* _MATERIAL FOR THIS EXERCISE_
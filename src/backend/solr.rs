//! Solr engine: cores administered through the CoreAdmin API,
//! aggregations as field facets, suggestions through the suggest handler

use super::engine::{
    partition_by_id, scalar_text, AggregateRequest, BackendError, BackendResult, BulkReport, Dictionary, Engine, IndexSchema,
    RawQuery, Suggestion, TermCount,
};
use super::transport::{HttpRequest, Transport};
use crate::config::EngineKind;
use async_trait::async_trait;
use serde_json::Value;
use std::sync::Arc;
use std::time::Duration;
use tracing::{debug, info};

const CORES: &str = "admin/cores";

pub struct SolrEngine {
    transport: Arc<dyn Transport>,
    core: String,
}

impl SolrEngine {
    pub fn new(transport: Arc<dyn Transport>, core: impl Into<String>) -> Self {
        Self {
            transport,
            core: core.into(),
        }
    }

    fn dictionary_name(dictionary: Dictionary) -> &'static str {
        match dictionary {
            Dictionary::Concepts => "conceptLabelSuggester",
            Dictionary::Predicates => "predicateLabelSuggester",
        }
    }

    fn core_path(&self, handler: &str) -> String {
        format!("{}/{}", self.core, handler.trim_start_matches('/'))
    }

    async fn cores_status(&self, core: Option<&str>) -> BackendResult<Value> {
        let mut request = HttpRequest::get(CORES).query("action", "STATUS").query("wt", "json");
        if let Some(name) = core {
            request = request.query("core", name);
        }
        let response = self.transport.send(request).await?.ok()?;
        let body = response.json()?;
        body.get("status")
            .cloned()
            .ok_or_else(|| BackendError::Decode("core status response has no 'status'".into()))
    }
}

#[async_trait]
impl Engine for SolrEngine {
    fn kind(&self) -> EngineKind {
        EngineKind::Solr
    }

    fn index_name(&self) -> &str {
        &self.core
    }

    async fn indexes(&self) -> BackendResult<Vec<String>> {
        let status = self.cores_status(None).await?;
        Ok(status
            .as_object()
            .map(|cores| cores.keys().cloned().collect())
            .unwrap_or_default())
    }

    async fn index_exists(&self, name: &str) -> BackendResult<bool> {
        let status = self.cores_status(Some(name)).await?;
        // Solr answers unknown cores with an empty status object
        Ok(status.get(name).and_then(|core| core.get("name")).is_some())
    }

    async fn index_create(&self, schema: &IndexSchema) -> BackendResult<()> {
        let mut request = HttpRequest::get(CORES)
            .query("action", "CREATE")
            .query("name", &self.core)
            .query("wt", "json");
        request = match &schema.instance_dir {
            Some(dir) => request
                .query("instanceDir", dir.display())
                .query("config", "solrconfig.xml")
                .query("dataDir", "data"),
            None => request.query("instanceDir", &self.core).query("configSet", "_default"),
        };
        self.transport.send(request).await?.ok()?;
        info!(core = %self.core, "created solr core");
        Ok(())
    }

    async fn index_delete(&self) -> BackendResult<()> {
        if !self.index_exists(&self.core).await? {
            return Ok(());
        }
        let request = HttpRequest::get(CORES)
            .query("action", "UNLOAD")
            .query("core", &self.core)
            .query("deleteIndex", "true")
            .query("deleteDataDir", "true")
            .query("deleteInstanceDir", "true")
            .query("wt", "json");
        self.transport.send(request).await?.ok()?;
        info!(core = %self.core, "deleted solr core");
        Ok(())
    }

    async fn bulk_index(&self, documents: Vec<Value>, timeout: Duration) -> BackendResult<BulkReport> {
        let (accepted, rejected) = partition_by_id(documents);
        if accepted.is_empty() {
            return Ok(BulkReport { indexed: 0, rejected });
        }
        let indexed = accepted.len();
        let body = Value::Array(accepted.into_iter().map(|(_, doc)| doc).collect());
        let request = HttpRequest::post(self.core_path("update"))
            .query("commit", "true")
            .query("wt", "json")
            .json(body)
            .timeout(timeout);
        self.transport.send(request).await?.ok()?;
        debug!(core = %self.core, indexed, rejected = rejected.len(), "solr bulk update");
        Ok(BulkReport { indexed, rejected })
    }

    async fn raw_query(&self, query: &RawQuery, handler: &str) -> BackendResult<Value> {
        let mut request = match &query.body {
            Some(body) => HttpRequest::post(self.core_path(handler)).json(body.clone()),
            None => HttpRequest::get(self.core_path(handler)),
        };
        request = request.queries(&query.params);
        if query.get("wt").is_none() {
            request = request.query("wt", "json");
        }
        self.transport.send(request).await?.ok()?.json()
    }

    async fn aggregate(&self, request: &AggregateRequest) -> BackendResult<Vec<TermCount>> {
        let query = RawQuery::default()
            .param("q", "*:*")
            .param("fq", request.filter.to_solr())
            .param("rows", "0")
            .param("facet", "on")
            .param("facet.field", &request.field)
            .param("facet.limit", request.limit.to_string())
            .param("facet.mincount", request.min_count.to_string());
        let body = self.raw_query(&query, "select").await?;
        parse_facets(&body, &request.field)
    }

    async fn suggest(&self, prefix: &str, dictionary: Dictionary, count: usize) -> BackendResult<Vec<Suggestion>> {
        let name = Self::dictionary_name(dictionary);
        let query = RawQuery::default()
            .param("suggest", "true")
            .param("suggest.dictionary", name)
            .param("suggest.q", prefix)
            .param("suggest.count", count.to_string());
        let body = self.raw_query(&query, "suggest").await?;
        Ok(parse_suggestions(&body, name, prefix))
    }
}

/// `facet_counts.facet_fields.<field>` is a flat `[term, count, term, count, ...]` list
fn parse_facets(body: &Value, field: &str) -> BackendResult<Vec<TermCount>> {
    let flat = body
        .pointer("/facet_counts/facet_fields")
        .and_then(|fields| fields.get(field))
        .and_then(Value::as_array)
        .ok_or_else(|| BackendError::Decode(format!("no facet counts for field '{}'", field)))?;
    Ok(flat
        .chunks(2)
        .filter_map(|pair| match pair {
            [term, count] => Some(TermCount::new(scalar_text(term)?, count.as_u64()?)),
            _ => None,
        })
        .collect())
}

fn parse_suggestions(body: &Value, dictionary: &str, prefix: &str) -> Vec<Suggestion> {
    body.get("suggest")
        .and_then(|s| s.get(dictionary))
        .and_then(|d| d.get(prefix))
        .and_then(|p| p.get("suggestions"))
        .and_then(Value::as_array)
        .map(|items| {
            items
                .iter()
                .filter_map(|item| {
                    Some(Suggestion {
                        term: item.get("term")?.as_str()?.to_string(),
                        weight: item.get("weight").and_then(Value::as_u64).unwrap_or(0),
                    })
                })
                .collect()
        })
        .unwrap_or_default()
}

#[cfg(test)]
mod tests {
    use super::*;
    use crate::backend::filter::Filter;
    use crate::backend::scripted::ScriptedTransport;
    use crate::backend::transport::{Body, Method};
    use serde_json::json;

    fn engine() -> (Arc<ScriptedTransport>, SolrEngine) {
        let transport = Arc::new(ScriptedTransport::new());
        let engine = SolrEngine::new(transport.clone(), "blog-graph");
        (transport, engine)
    }

    #[tokio::test]
    async fn aggregate_normalizes_flat_facets() {
        let (transport, engine) = engine();
        transport.respond(
            200,
            json!({"facet_counts": {"facet_fields": {"preflabel": ["fox", 5, "den", 2]}}}),
        );
        let request = AggregateRequest::new("preflabel")
            .filter(Filter::term("contenttype", "concept"))
            .limit(10);
        let counts = engine.aggregate(&request).await.unwrap();

        assert_eq!(counts, vec![TermCount::new("fox", 5), TermCount::new("den", 2)]);
        let sent = &transport.requests()[0];
        assert_eq!(sent.path, "blog-graph/select");
        assert_eq!(sent.query_value("fq"), Some(r#"contenttype:"concept""#));
        assert_eq!(sent.query_value("facet.field"), Some("preflabel"));
        assert_eq!(sent.query_value("facet.limit"), Some("10"));
        assert_eq!(sent.query_value("wt"), Some("json"));
    }

    #[tokio::test]
    async fn aggregate_without_facets_is_decode_error() {
        let (transport, engine) = engine();
        transport.respond(200, json!({"response": {}}));
        let err = engine.aggregate(&AggregateRequest::new("preflabel")).await.unwrap_err();
        assert!(matches!(err, BackendError::Decode(_)));
    }

    #[tokio::test]
    async fn transport_failure_propagates() {
        let (transport, engine) = engine();
        transport.fail(BackendError::Timeout("blog-graph/select".into()));
        let err = engine.aggregate(&AggregateRequest::new("preflabel")).await.unwrap_err();
        assert!(matches!(err, BackendError::Timeout(_)));
    }

    #[tokio::test]
    async fn suggest_reads_dictionary_results() {
        let (transport, engine) = engine();
        transport.respond(
            200,
            json!({"suggest": {"conceptLabelSuggester": {"fo": {"numFound": 2, "suggestions": [
                {"term": "fox", "weight": 7, "payload": ""},
                {"term": "forest", "weight": 3, "payload": ""}
            ]}}}}),
        );
        let suggestions = engine.suggest("fo", Dictionary::Concepts, 5).await.unwrap();
        assert_eq!(suggestions.len(), 2);
        assert_eq!(suggestions[0], Suggestion { term: "fox".into(), weight: 7 });
        assert_eq!(transport.requests()[0].path, "blog-graph/suggest");
    }

    #[tokio::test]
    async fn suggest_missing_dictionary_is_empty() {
        let (transport, engine) = engine();
        transport.respond(200, json!({"suggest": {}}));
        let suggestions = engine.suggest("fo", Dictionary::Predicates, 5).await.unwrap();
        assert!(suggestions.is_empty());
    }

    #[tokio::test]
    async fn bulk_posts_documents_with_ids_only() {
        let (transport, engine) = engine();
        let report = engine
            .bulk_index(vec![json!({"id": "fox_a_0"}), json!({"key": "den"})], Duration::from_secs(3))
            .await
            .unwrap();

        assert_eq!(report.indexed, 1);
        assert_eq!(report.rejected.len(), 1);
        let sent = &transport.requests()[0];
        assert_eq!(sent.method, Method::Post);
        assert_eq!(sent.path, "blog-graph/update");
        assert_eq!(sent.query_value("commit"), Some("true"));
        assert_eq!(sent.timeout, Some(Duration::from_secs(3)));
        assert_eq!(sent.body, Some(Body::Json(json!([{"id": "fox_a_0"}]))));
    }

    #[tokio::test]
    async fn bulk_failure_status_is_error() {
        let (transport, engine) = engine();
        transport.respond(500, json!({"error": {"msg": "down"}}));
        let err = engine
            .bulk_index(vec![json!({"id": "x"})], Duration::from_secs(1))
            .await
            .unwrap_err();
        assert!(matches!(err, BackendError::Status { status: 500, .. }));
    }

    #[tokio::test]
    async fn exists_checks_core_status() {
        let (transport, engine) = engine();
        transport
            .respond(200, json!({"status": {"blog-graph": {"name": "blog-graph"}}}))
            .respond(200, json!({"status": {"other": {}}}));
        assert!(engine.index_exists("blog-graph").await.unwrap());
        assert!(!engine.index_exists("other").await.unwrap());
    }

    #[tokio::test]
    async fn delete_of_missing_core_sends_no_unload() {
        let (transport, engine) = engine();
        transport.respond(200, json!({"status": {"blog-graph": {}}}));
        engine.index_delete().await.unwrap();
        assert_eq!(transport.requests().len(), 1);
    }

    #[tokio::test]
    async fn create_uses_instance_dir_when_given() {
        let (transport, engine) = engine();
        let schema = IndexSchema::default().with_instance_dir("/var/solr/blog-graph");
        engine.index_create(&schema).await.unwrap();
        let sent = &transport.requests()[0];
        assert_eq!(sent.query_value("action"), Some("CREATE"));
        assert_eq!(sent.query_value("instanceDir"), Some("/var/solr/blog-graph"));
        assert_eq!(sent.query_value("config"), Some("solrconfig.xml"));
    }

    #[tokio::test]
    async fn indexes_lists_core_names() {
        let (transport, engine) = engine();
        transport.respond(200, json!({"status": {"blog": {"name": "blog"}, "blog-graph": {"name": "blog-graph"}}}));
        let mut names = engine.indexes().await.unwrap();
        names.sort();
        assert_eq!(names, vec!["blog", "blog-graph"]);
    }
}
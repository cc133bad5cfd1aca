//! Storage trait definitions

use crate::group::ConceptGroup;
use chrono::{DateTime, Utc};
use serde::{Deserialize, Serialize};
use std::path::Path;
use thiserror::Error;

/// Errors that can occur during storage operations
#[derive(Debug, Error)]
pub enum StorageError {
    #[error("Database error: {0}")]
    Database(#[from] rusqlite::Error),

    #[error("IO error: {0}")]
    Io(#[from] std::io::Error),

    #[error("Date parsing error: {0}")]
    DateParse(String),

    #[error("Store unavailable: {0}")]
    Unavailable(String),
}

/// Result type for storage operations
pub type StorageResult<T> = Result<T, StorageError>;

/// The durable canonical label of one key.
#[derive(Debug, Clone, PartialEq, Eq, Serialize, Deserialize)]
pub struct PreflabelRecord {
    pub key: String,
    pub preflabel: String,
    /// Running count of labels across every batch that touched the key
    pub total: u64,
    pub created_at: DateTime<Utc>,
}

/// Durable key → canonical label table.
///
/// Implementations must be thread-safe and must serialize upserts per key:
/// two batches touching the same key may not lose an increment.
pub trait PreflabelStore: Send + Sync {
    /// Canonical label for a key, if one has been established
    fn lookup(&self, key: &str) -> StorageResult<Option<String>>;

    /// Reconcile a batch group with history and return the canonical label.
    ///
    /// A new key is stored with the group's preferred label and total. A known
    /// key keeps its stored label and has the group's total added to it.
    fn upsert(&self, group: &ConceptGroup) -> StorageResult<String>;

    /// Full record for a key
    fn record(&self, key: &str) -> StorageResult<Option<PreflabelRecord>>;

    /// Number of stored keys
    fn count(&self) -> StorageResult<usize>;

    /// Remove every record. Administrative use only.
    fn reset(&self) -> StorageResult<()>;
}

/// Extension trait for opening stores from paths
pub trait OpenStore: PreflabelStore + Sized {
    /// Open or create a store at the given path
    fn open(path: impl AsRef<Path>) -> StorageResult<Self>;

    /// Create an in-memory store (useful for testing)
    fn open_in_memory() -> StorageResult<Self>;
}
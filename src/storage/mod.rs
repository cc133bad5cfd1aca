//! Preflabel storage
//!
//! Canonical labels are persisted through the `PreflabelStore` trait. The
//! primary implementation is `SqlitePreflabelStore`; `MemoryPreflabelStore`
//! serves tests and short-lived sessions.

mod memory;
mod sqlite;
mod traits;

pub use memory::MemoryPreflabelStore;
pub use sqlite::SqlitePreflabelStore;
pub use traits::{OpenStore, PreflabelRecord, PreflabelStore, StorageError, StorageResult};
//! MCP tool parameter structs with schemars-derived JSON schemas.

use schemars::JsonSchema;
use serde::Deserialize;

// ── Suggestion params ───────────────────────────────────────────────────

#[derive(Debug, Deserialize, JsonSchema)]
pub struct SuggestParams {
    #[schemars(description = "Prefix typed so far")]
    pub prefix: String,
    #[schemars(description = "Maximum number of suggestions (default 5)")]
    pub count: Option<usize>,
}

#[derive(Debug, Deserialize, JsonSchema)]
pub struct ExploreParams {
    #[schemars(description = "Prefix of the concepts to explore")]
    pub prefix: String,
    #[schemars(description = "Maximum number of concepts (default 5)")]
    pub count: Option<usize>,
    #[schemars(description = "Verbs listed per concept (default 10)")]
    pub branches: Option<usize>,
}

// ── Facet params ────────────────────────────────────────────────────────

#[derive(Debug, Deserialize, JsonSchema)]
pub struct FacetParams {
    #[schemars(description = "Index field to aggregate, e.g. 'preflabel' or 'subjectof'")]
    pub field: String,
    #[schemars(description = "Restrict to 'concept' or 'predicate' documents")]
    pub content_type: Option<String>,
    #[schemars(description = "Minimum count per term (default 1)")]
    pub min_count: Option<u64>,
    #[schemars(description = "Maximum number of terms (default 100)")]
    pub limit: Option<usize>,
}

#[derive(Debug, Deserialize, JsonSchema)]
pub struct ConceptParams {
    #[schemars(description = "Concept label")]
    pub concept: String,
    pub min_count: Option<u64>,
    pub limit: Option<usize>,
}

#[derive(Debug, Deserialize, JsonSchema)]
pub struct VerbParams {
    #[schemars(description = "Verb lemma")]
    pub verb: String,
    pub min_count: Option<u64>,
    pub limit: Option<usize>,
}

#[derive(Debug, Deserialize, JsonSchema)]
pub struct ConceptVerbParams {
    #[schemars(description = "Concept label")]
    pub concept: String,
    #[schemars(description = "Verb lemma governing the concept")]
    pub verb: String,
    pub min_count: Option<u64>,
    pub limit: Option<usize>,
}

#[derive(Debug, Deserialize, JsonSchema)]
pub struct SummarizeParams {
    pub min_count: Option<u64>,
    pub limit: Option<usize>,
}

// ── Graph params ────────────────────────────────────────────────────────

#[derive(Debug, Deserialize, JsonSchema)]
pub struct GraphParams {
    #[schemars(description = "Subject concept at the root of the tree")]
    pub subject: String,
    #[schemars(description = "Number of predicate branches (default 10)")]
    pub branches: Option<usize>,
    #[schemars(description = "Objects per branch (default 5)")]
    pub objects: Option<usize>,
}
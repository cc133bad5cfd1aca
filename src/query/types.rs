//! Query result structures

use crate::backend::{BackendResult, BulkReport, Suggestion, TermCount};
use serde::Serialize;

/// Bounds for a facet-style query
#[derive(Debug, Clone, Copy, PartialEq, Eq)]
pub struct FacetLimits {
    /// Minimum count for a term to be returned
    pub min_count: u64,
    /// Maximum number of terms returned
    pub limit: usize,
}

impl Default for FacetLimits {
    fn default() -> Self {
        Self {
            min_count: 1,
            limit: 100,
        }
    }
}

impl FacetLimits {
    pub fn top(limit: usize) -> Self {
        Self {
            limit,
            ..Self::default()
        }
    }
}

/// Object concept under a predicate branch
#[derive(Debug, Clone, PartialEq, Eq, Serialize)]
pub struct GraphLeaf {
    pub label: String,
    pub weight: u64,
}

#[derive(Debug, Clone, PartialEq, Eq, Serialize)]
pub struct PredicateBranch {
    pub label: String,
    pub weight: u64,
    pub objects: Vec<GraphLeaf>,
}

/// subject → predicate(weight) → object(weight)
#[derive(Debug, Clone, PartialEq, Eq, Serialize)]
pub struct GraphTree {
    pub subject: String,
    pub predicates: Vec<PredicateBranch>,
}

impl GraphTree {
    pub fn is_empty(&self) -> bool {
        self.predicates.is_empty()
    }

    /// Indented plain-text rendering
    pub fn render(&self) -> String {
        let mut out = format!("{}\n", self.subject);
        for branch in &self.predicates {
            out.push_str(&format!("  {} ({})\n", branch.label, branch.weight));
            for leaf in &branch.objects {
                out.push_str(&format!("    {} ({})\n", leaf.label, leaf.weight));
            }
        }
        out
    }
}

/// Concept and predicate facets of a whole graph index
#[derive(Debug, Clone, PartialEq, Eq, Serialize)]
pub struct Summary {
    pub concepts: Vec<TermCount>,
    pub predicates: Vec<TermCount>,
}

/// A suggested concept and the verbs found near it
#[derive(Debug, Clone, PartialEq, Eq, Serialize)]
pub struct Exploration {
    pub concept: Suggestion,
    pub verbs: Vec<TermCount>,
}

/// Result of indexing one batch: each document type is a separate bulk call.
#[derive(Debug)]
pub struct IndexOutcome {
    pub predicates: BackendResult<BulkReport>,
    pub concepts: BackendResult<BulkReport>,
}

impl IndexOutcome {
    /// Both calls succeeded and no document was rejected
    pub fn is_complete(&self) -> bool {
        matches!(&self.predicates, Ok(report) if report.is_complete())
            && matches!(&self.concepts, Ok(report) if report.is_complete())
    }

    pub fn indexed(&self) -> usize {
        [&self.predicates, &self.concepts]
            .iter()
            .filter_map(|outcome| outcome.as_ref().ok())
            .map(|report| report.indexed)
            .sum()
    }
}

#[cfg(test)]
mod tests {
    use super::*;
    use crate::backend::BackendError;

    #[test]
    fn render_indents_levels() {
        let tree = GraphTree {
            subject: "fox".into(),
            predicates: vec![PredicateBranch {
                label: "jump".into(),
                weight: 3,
                objects: vec![GraphLeaf {
                    label: "lazy dog".into(),
                    weight: 2,
                }],
            }],
        };
        assert_eq!(tree.render(), "fox\n  jump (3)\n    lazy dog (2)\n");
    }

    #[test]
    fn outcome_counts_successful_calls_only() {
        let outcome = IndexOutcome {
            predicates: Err(BackendError::Timeout("http://localhost".into())),
            concepts: Ok(BulkReport {
                indexed: 4,
                rejected: vec![],
            }),
        };
        assert_eq!(outcome.indexed(), 4);
        assert!(!outcome.is_complete());
    }
}
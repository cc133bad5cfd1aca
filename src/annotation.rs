//! Annotated-token boundary types
//!
//! The linguistic annotator is an external collaborator. It hands the crate
//! plain records describing each token; nothing here knows which annotator
//! produced them.

use serde::{Deserialize, Serialize};

/// One token as produced by the external annotator.
#[derive(Debug, Clone, PartialEq, Eq, Serialize, Deserialize)]
pub struct AnnotatedToken {
    /// Surface text as it appeared in the source
    pub text: String,
    /// Normalized form (usually lowercased surface text)
    pub norm: String,
    /// Lemma
    pub lemma: String,
    /// Fine-grained tag (e.g. `NN`, `VBD`)
    pub tag: String,
    /// Coarse universal part of speech (e.g. `NOUN`), when the annotator supplies it
    #[serde(default, skip_serializing_if = "Option::is_none")]
    pub pos: Option<String>,
    /// Dependency role relative to the syntactic head
    pub dep: String,
    /// Tag of the syntactic head
    #[serde(default)]
    pub head_tag: String,
    /// Lemma of the syntactic head
    #[serde(default)]
    pub head_lemma: String,
    /// Whether the token consists only of alphabetic characters
    pub is_alpha: bool,
}

impl AnnotatedToken {
    /// Build a token whose text, norm and lemma coincide.
    ///
    /// Heads default to the token itself (a root) and alphabetic status is
    /// inferred from the text.
    pub fn new(text: impl Into<String>, tag: impl Into<String>, dep: impl Into<String>) -> Self {
        let text = text.into();
        let tag = tag.into();
        let norm = text.to_lowercase();
        Self {
            is_alpha: !text.is_empty() && text.chars().all(char::is_alphabetic),
            lemma: norm.clone(),
            head_tag: tag.clone(),
            head_lemma: norm.clone(),
            norm,
            text,
            tag,
            pos: None,
            dep: dep.into(),
        }
    }

    pub fn with_lemma(mut self, lemma: impl Into<String>) -> Self {
        self.lemma = lemma.into();
        self
    }

    pub fn with_pos(mut self, pos: impl Into<String>) -> Self {
        self.pos = Some(pos.into());
        self
    }

    /// Attach the syntactic head's tag and lemma
    pub fn with_head(mut self, head_tag: impl Into<String>, head_lemma: impl Into<String>) -> Self {
        self.head_tag = head_tag.into();
        self.head_lemma = head_lemma.into();
        self
    }
}

/// An ordered run of tokens forming one sentence.
pub type AnnotatedSentence = Vec<AnnotatedToken>;

/// A source document: an opaque payload plus its annotated sentences.
///
/// The payload flows through enrichment unchanged apart from the injected
/// aggregate fields. Its identifier lives under a caller-designated field.
#[derive(Debug, Clone, Serialize, Deserialize)]
pub struct AnnotatedDocument {
    pub payload: serde_json::Value,
    #[serde(default)]
    pub sentences: Vec<AnnotatedSentence>,
}

impl AnnotatedDocument {
    pub fn new(payload: serde_json::Value) -> Self {
        Self {
            payload,
            sentences: Vec::new(),
        }
    }

    pub fn with_sentence(mut self, sentence: AnnotatedSentence) -> Self {
        self.sentences.push(sentence);
        self
    }

    /// Read the document identifier from `payload[id_field]`.
    ///
    /// Strings are returned as-is and numbers are rendered; anything else
    /// (including a missing field) yields `None`.
    pub fn id(&self, id_field: &str) -> Option<String> {
        match self.payload.get(id_field)? {
            serde_json::Value::String(s) if !s.is_empty() => Some(s.clone()),
            serde_json::Value::Number(n) => Some(n.to_string()),
            _ => None,
        }
    }
}

#[cfg(test)]
mod tests {
    use super::*;
    use serde_json::json;

    #[test]
    fn new_token_infers_alphabetic() {
        assert!(AnnotatedToken::new("Fox", "NN", "nsubj").is_alpha);
        assert!(!AnnotatedToken::new("3rd", "JJ", "amod").is_alpha);
        assert!(!AnnotatedToken::new(",", ",", "punct").is_alpha);
    }

    #[test]
    fn new_token_normalizes_case() {
        let tok = AnnotatedToken::new("Fox", "NN", "nsubj");
        assert_eq!(tok.norm, "fox");
        assert_eq!(tok.lemma, "fox");
    }

    #[test]
    fn document_id_accepts_strings_and_numbers() {
        assert_eq!(AnnotatedDocument::new(json!({"id": "post-1"})).id("id").as_deref(), Some("post-1"));
        assert_eq!(AnnotatedDocument::new(json!({"id": 42})).id("id").as_deref(), Some("42"));
        assert_eq!(AnnotatedDocument::new(json!({"slug": "x"})).id("id"), None);
        assert_eq!(AnnotatedDocument::new(json!({"id": ["x"]})).id("id"), None);
    }

    #[test]
    fn document_deserializes_without_sentences() {
        let doc: AnnotatedDocument = serde_json::from_value(json!({"payload": {"id": 1}})).unwrap();
        assert!(doc.sentences.is_empty());
    }
}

* _WHAT THE TASK REQUIRES_
When a line of the records includes "filename", that line belongs in the answer.

* _TASK OUTPUT_
filename src/backend/solr.rs
filename src/storage/mod.rs
filename src/query/types.rs
filename src/annotation.rs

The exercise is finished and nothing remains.